- Assigned task
Copy every line from the one containing "Ok(Self(Uuid::parse_str(uuid_str)?))" through the last line of the records below, both included, and nothing else.

---------- Data extracts ----------

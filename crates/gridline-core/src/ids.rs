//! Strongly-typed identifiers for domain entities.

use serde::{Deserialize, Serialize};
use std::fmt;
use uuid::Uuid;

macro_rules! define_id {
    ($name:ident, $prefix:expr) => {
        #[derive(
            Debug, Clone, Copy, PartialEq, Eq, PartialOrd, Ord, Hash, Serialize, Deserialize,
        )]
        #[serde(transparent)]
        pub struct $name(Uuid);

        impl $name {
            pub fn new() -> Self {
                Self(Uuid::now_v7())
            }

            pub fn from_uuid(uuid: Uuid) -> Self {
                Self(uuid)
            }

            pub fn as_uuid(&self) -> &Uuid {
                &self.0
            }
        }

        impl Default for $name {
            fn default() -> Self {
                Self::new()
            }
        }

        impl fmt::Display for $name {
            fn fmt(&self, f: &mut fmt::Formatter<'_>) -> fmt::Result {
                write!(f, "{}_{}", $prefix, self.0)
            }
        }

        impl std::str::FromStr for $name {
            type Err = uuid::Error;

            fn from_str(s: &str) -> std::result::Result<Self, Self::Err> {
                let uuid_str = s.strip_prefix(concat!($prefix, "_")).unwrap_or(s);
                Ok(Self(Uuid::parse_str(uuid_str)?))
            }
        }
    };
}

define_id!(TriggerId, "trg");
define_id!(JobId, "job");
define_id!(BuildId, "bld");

----------

- Solution
                Ok(Self(Uuid::parse_str(uuid_str)?))
            }
        }
    };
}

define_id!(TriggerId, "trg");
define_id!(JobId, "job");
define_id!(BuildId, "bld");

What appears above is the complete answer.